Addition of Vector Spaces I'm working through Linear Algebra Done Right by Axler, and there is one question where the following is stated.

Assume $U$ is a subspace of $V$. What is $U+U$?

The answer (after having to refer to a solutions manual as I didn't even have a definition of addition of vector spaces) is $U + U \subset U$. And the manual arrives at that conclusion by looking at the fact that that $U$ is closed under addition, thus any $v, w \in U \implies v+w \in U$. 
But this is done before Axler even defines addition between vector spaces. And subspaces of vector spaces are themselves vector spaces. What's more the addition between vector spaces above seem to be simply the Minkowski Sum of two sets, and the Minkowski Sum would make sense, since vector spaces are sets, but it doesn't seem to work for vector spaces as I outline below.
It doesn't seem to me that addition of two vector spaces even be well defined, (assuming we are working with the Minkowski Sum definition), as if $V$ and $W$ are two arbitrary vector spaces, their dimensions might not be similar, $\dim(V) \neq \dim(W)$, and furthermore, $V$ and $W$ might be vector spaces with respect to different fields $F_1$ and $F_2$, leading me to believe that no such definition of addition of vector spaces exist.
Is there a definition of addition of vector spaces? If not, and addition is not defined for arbitrary vector spaces, how can they be defined for specific vector spaces like in the problem above, or is it just that the problem is misleading?
 A: The Minkowski sum is intended here. You can't sum two unrelated vector spaces in general, that's perfectly right, but that does not happen here.

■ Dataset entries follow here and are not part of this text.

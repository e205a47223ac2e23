//! Store and sink interfaces consumed by the cycle-close job
//!
//! The membership store is the persisted source of league records; the
//! notification sink is the outbox member notifications are queued to. Both
//! are external collaborators, so the engine only sees these traits.

use async_trait::async_trait;
use thiserror::Error;

use tradequest_types::{MembershipRecord, MembershipUpdate, Notification, TierName, UserId};

/// Errors reported by a store or sink
#[derive(Debug, Clone, Error)]
pub enum StoreError {
    #[error("Store unavailable: {0}")]
    Unavailable(String),

    #[error("Record not found: {0}")]
    NotFound(String),

    /// The record changed since it was read (e.g. already advanced to the next cycle)
    #[error("Conflicting write: {0}")]
    Conflict(String),

    #[error("Backend error: {0}")]
    Backend(String),
}

/// Result type for store operations
pub type StoreResult<T> = Result<T, StoreError>;

/// Persisted league membership records
#[async_trait]
pub trait MembershipStore: Send + Sync {
    /// Every tier at least one record currently sits in
    async fn list_distinct_tiers(&self) -> StoreResult<Vec<TierName>>;

    /// All records whose current tier is `tier`
    async fn load_cohort(&self, tier: &TierName) -> StoreResult<Vec<MembershipRecord>>;

    /// Ids of the records in `tier`, used to report failures when a full
    /// cohort load is not possible
    async fn cohort_member_ids(&self, tier: &TierName) -> StoreResult<Vec<UserId>>;

    /// Write a cycle-close update for one member.
    ///
    /// Implementations must reject the write with [`StoreError::Conflict`]
    /// when the stored cycle id differs from `update.expected_cycle_id`.
    async fn update_record(&self, user_id: &UserId, update: &MembershipUpdate) -> StoreResult<()>;
}

/// Outbox for member notifications
#[async_trait]
pub trait NotificationSink: Send + Sync {
    /// Queue a notification for delivery
    async fn enqueue(&self, notification: &Notification) -> StoreResult<()>;
}
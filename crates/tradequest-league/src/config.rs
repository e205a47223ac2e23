//! Cycle configuration
//!
//! Every threshold used by the zone classifier and the transition calculator
//! lives here; nothing downstream hardcodes a zone size or a tier name.

use serde::{Deserialize, Serialize};

use crate::ladder::TierLadder;
use crate::{LeagueError, LeagueResult};

/// Default number of top ranks promoted each cycle
pub const DEFAULT_PROMOTION_ZONE: usize = 10;

/// Default number of bottom ranks demoted each cycle
pub const DEFAULT_DEMOTION_ZONE: usize = 5;

/// Default in-app route for league notifications
pub const DEFAULT_DEEP_LINK: &str = "/leagues";

/// League cycle configuration
#[derive(Debug, Clone, PartialEq, Eq, Serialize, Deserialize)]
pub struct CycleConfig {
    /// Ordered tiers, lowest first
    #[serde(default)]
    pub ladder: TierLadder,
    /// Ranks `1..=promotion_zone` are promoted
    #[serde(default = "default_promotion_zone")]
    pub promotion_zone: usize,
    /// The last `demotion_zone` ranks are demoted, but only in cohorts larger
    /// than `demotion_zone`
    #[serde(default = "default_demotion_zone")]
    pub demotion_zone: usize,
    /// Route attached to every league notification
    #[serde(default = "default_deep_link")]
    pub deep_link: Option<String>,
}

impl Default for CycleConfig {
    fn default() -> Self {
        Self {
            ladder: TierLadder::default(),
            promotion_zone: DEFAULT_PROMOTION_ZONE,
            demotion_zone: DEFAULT_DEMOTION_ZONE,
            deep_link: default_deep_link(),
        }
    }
}

impl CycleConfig {
    /// Config with the given ladder and default zones
    pub fn with_ladder(ladder: TierLadder) -> Self {
        Self {
            ladder,
            ..Default::default()
        }
    }

    /// Override the zone sizes
    pub fn with_zones(mut self, promotion_zone: usize, demotion_zone: usize) -> Self {
        self.promotion_zone = promotion_zone;
        self.demotion_zone = demotion_zone;
        self
    }

    /// Override the notification deep link
    pub fn with_deep_link(mut self, deep_link: Option<String>) -> Self {
        self.deep_link = deep_link;
        self
    }

    /// Check the thresholds make sense together
    pub fn validate(&self) -> LeagueResult<()> {
        if self.promotion_zone == 0 && self.demotion_zone == 0 {
            return Err(LeagueError::InvalidConfig(
                "promotion_zone and demotion_zone are both 0; no member would ever move".to_string(),
            ));
        }
        if let Some(link) = &self.deep_link {
            if link.trim().is_empty() {
                return Err(LeagueError::InvalidConfig("deep_link is set but empty".to_string()));
            }
        }
        Ok(())
    }
}

fn default_promotion_zone() -> usize {
    DEFAULT_PROMOTION_ZONE
}

fn default_demotion_zone() -> usize {
    DEFAULT_DEMOTION_ZONE
}

fn default_deep_link() -> Option<String> {
    Some(DEFAULT_DEEP_LINK.to_string())
}
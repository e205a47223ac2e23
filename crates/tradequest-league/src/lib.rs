//! # TradeQuest League Engine
//!
//! Monthly league reset for TradeQuest. Members compete inside a tier
//! cohort for one calendar month; when the month closes, each cohort is
//! ranked, the top of every cohort moves up a tier, the bottom moves down,
//! lifetime counters are updated, scores reset, and every member receives
//! exactly one results notification.
//!
//! ## Pipeline
//!
//! ```text
//! MembershipStore ──► SnapshotLoader ──► plan_cycle ──► CycleCommitter ──► MembershipStore
//!                       (freeze)        (pure)          (per member)      NotificationSink
//! ```
//!
//! - [`ladder`]: ordered tier names
//! - [`zone`]: promotion / demotion / safe classification
//! - [`snapshot`]: one consistent read of every cohort
//! - [`transition`]: per-member outcome, update and notification
//! - [`committer`]: writes outcomes back, isolating failures per member
//! - [`processor`]: the cycle-close job tying it all together
//! - [`standings`]: live ranking of a cohort between closes
//!
//! ## Example
//!
//! ```ignore
//! use std::sync::Arc;
//! use tradequest_league::{CycleConfig, InMemoryLeagueStore, LeagueCycleProcessor};
//!
//! let store = Arc::new(InMemoryLeagueStore::new());
//! let processor = LeagueCycleProcessor::new(store.clone(), store, CycleConfig::default());
//! let summary = processor.run(CycleAnchor::current()).await?;
//! println!("{} members processed", summary.processed_count);
//! ```

pub mod committer;
pub mod config;
pub mod failure;
pub mod ladder;
pub mod memory;
pub mod processor;
pub mod snapshot;
pub mod standings;
pub mod store;
pub mod transition;
pub mod zone;

pub use committer::{CohortReport, CycleCommitter};
pub use config::{CycleConfig, DEFAULT_DEEP_LINK, DEFAULT_DEMOTION_ZONE, DEFAULT_PROMOTION_ZONE};
pub use failure::{CycleFailure, FailureStage};
pub use ladder::{TierLadder, DEFAULT_TIERS};
pub use memory::InMemoryLeagueStore;
pub use processor::{CycleSummary, LeagueCycleProcessor, DEFAULT_MAX_PARALLEL_COHORTS};
pub use snapshot::{Cohort, Snapshot, SnapshotLoader};
pub use standings::{load_standings, standings, StandingEntry};
pub use store::{MembershipStore, NotificationSink, StoreError, StoreResult};
pub use transition::{plan_cohort, plan_cycle, plan_member, CohortPlan, CyclePlan, PlannedUpdate, Transition};
pub use zone::{classify_zone, Zone};

use thiserror::Error;
use tradequest_types::{TierName, TypesError};

/// League engine errors
#[derive(Debug, Error)]
pub enum LeagueError {
    #[error("Invalid tier ladder: {0}")]
    InvalidLadder(String),

    #[error("Tier '{0}' is not on the ladder")]
    UnknownTier(TierName),

    #[error("Invalid league configuration: {0}")]
    InvalidConfig(String),

    #[error("Invalid cycle: {0}")]
    Cycle(#[from] TypesError),

    #[error(transparent)]
    Store(#[from] StoreError),
}

/// Result type for league operations
pub type LeagueResult<T> = Result<T, LeagueError>;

Given that both summands are subsets of the same vector space $V$, they are inherently over the same field and same "dimension"* and indeed inherit the $+$ operation that's simply applied to each tuple of elements.
Note that in general the problem with summing two unrelated sets would be even more serious than for the reasons you list: $+$ would not be defined between their elements.
*) Meaning the number of components or such. $\dim A$ and $\dim B$ can differ in $A+B$: for example, you can add the zero-dimensional space $\{0\} \subseteq V$ to any other subspace $U \subseteq V$. Note that the quotation marks are necessary because in general it's not possible to "divine" the dimension of the underlying space by looking at the subspace: consider, for example, the subspace of constant polynomials in the space of polynomials up to degree $k$.
A: As $(U,+,.)$ is a vector space over some field say $F$ then you should remember that $(U,+)$ is a group under addition .
Also $+ $ is defined to be the addition of $U$ as a group
A: You don't have an addition of vector spaces, but you have an addition of subspaces of a vector space. Namely

if $U_1$ and $U_2$ are subspaces of the vector space $V$, then $U_1+U_2=\{x_1+x_2:x_1\in U_1, x_2\in U_2\}$ is a subspace of $V$

The proof is just verifying the required properties.


*

*$0\in U_1+U_2$ by taking $x_1=0$ and $x_2=0$

*If $v,w\in U_1+U_2$ then $v=x_1+x_2$ and $w=y_1+y_2$ for some $x_1,y_1\in U_1$ and $x_2,y_2\in U_2$; then $v+w=(x_1+y_1)+(x_2+y_2)\in U_1+U_2$ since $x_1+y_1\in U_1$ and $x_2+y_2\in U_2$

*If $v\in U_1+U_2$ and $\alpha$ is a scalar, then $v=x_1+x_2$ for some $x_1\in U_1$ and $x_2\in U_2$; then $\alpha v=(\alpha x_1)+\alpha x_2)\in U_1+U_2$.
Actually

$U_1+U_2$ is the smallest subspace of $V$ (with respect to set inclusion) that contains $U_1$ and $U_2$

Indeed, if $W$ is a subspace of $V$, $U_1\subseteq W$ and $U_2\subseteq W$, then, for each $x_1\in U_1$ and each $x_2\in U_2$, we have $x_1,x_2\in W$ so $x_1+x_2\in W$. Therefore $U_1+U_2\subseteq W$.
In the case $U_1=U_2=U$, the smallest subspace of $V$ containing $U$ is $U$ itself, so $U+U=U$.
You can also prove $U+U=U$ directly from the definition; the inclusion $U+U\subseteq U$ is clear. If $u\in U$, then $u=u+0\in U+U$.